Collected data
▬▬▬▬▬▬
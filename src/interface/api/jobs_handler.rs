//! Call job intake

use super::dto::{ApiResponse, JobAccepted};
use super::state::AppState;
use crate::application::entrypoint::CallJob;
use crate::domain::dial_info::DialInfo;
use axum::{extract::State, http::StatusCode, Json};
use tracing::{info, warn};

/// `POST /jobs`: validate the job and hand it to the worker
pub async fn submit_job(
    State(state): State<AppState>,
    Json(job): Json<CallJob>,
) -> (StatusCode, Json<ApiResponse<JobAccepted>>) {
    if job.room_name.trim().is_empty() {
        return (
            StatusCode::BAD_REQUEST,
            Json(ApiResponse::error("room_name is required".to_string())),
        );
    }

    if let Err(e) = DialInfo::from_metadata(&job.metadata) {
        warn!(job_id = %job.job_id, "rejected call job: {}", e);
        return (StatusCode::BAD_REQUEST, Json(ApiResponse::error(e.to_string())));
    }

    info!(job_id = %job.job_id, room = %job.room_name, "accepted call job");
    let accepted = JobAccepted {
        job_id: job.job_id.clone(),
        room_name: job.room_name.clone(),
    };
    state.jobs.spawn(job);

    (StatusCode::ACCEPTED, Json(ApiResponse::success(accepted)))
}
▬▬▬▬▬▬
* _What to produce_: The lines beginning with the one that holds "info!(job_id = %job.job_id, room" and ending with the last line of the data above are to be reproduced exactly, and nothing else.

* _Answer below_:
    info!(job_id = %job.job_id, room = %job.room_name, "accepted call job");
    let accepted = JobAccepted {
        job_id: job.job_id.clone(),
        room_name: job.room_name.clone(),
    };
    state.jobs.spawn(job);

    (StatusCode::ACCEPTED, Json(ApiResponse::success(accepted)))
}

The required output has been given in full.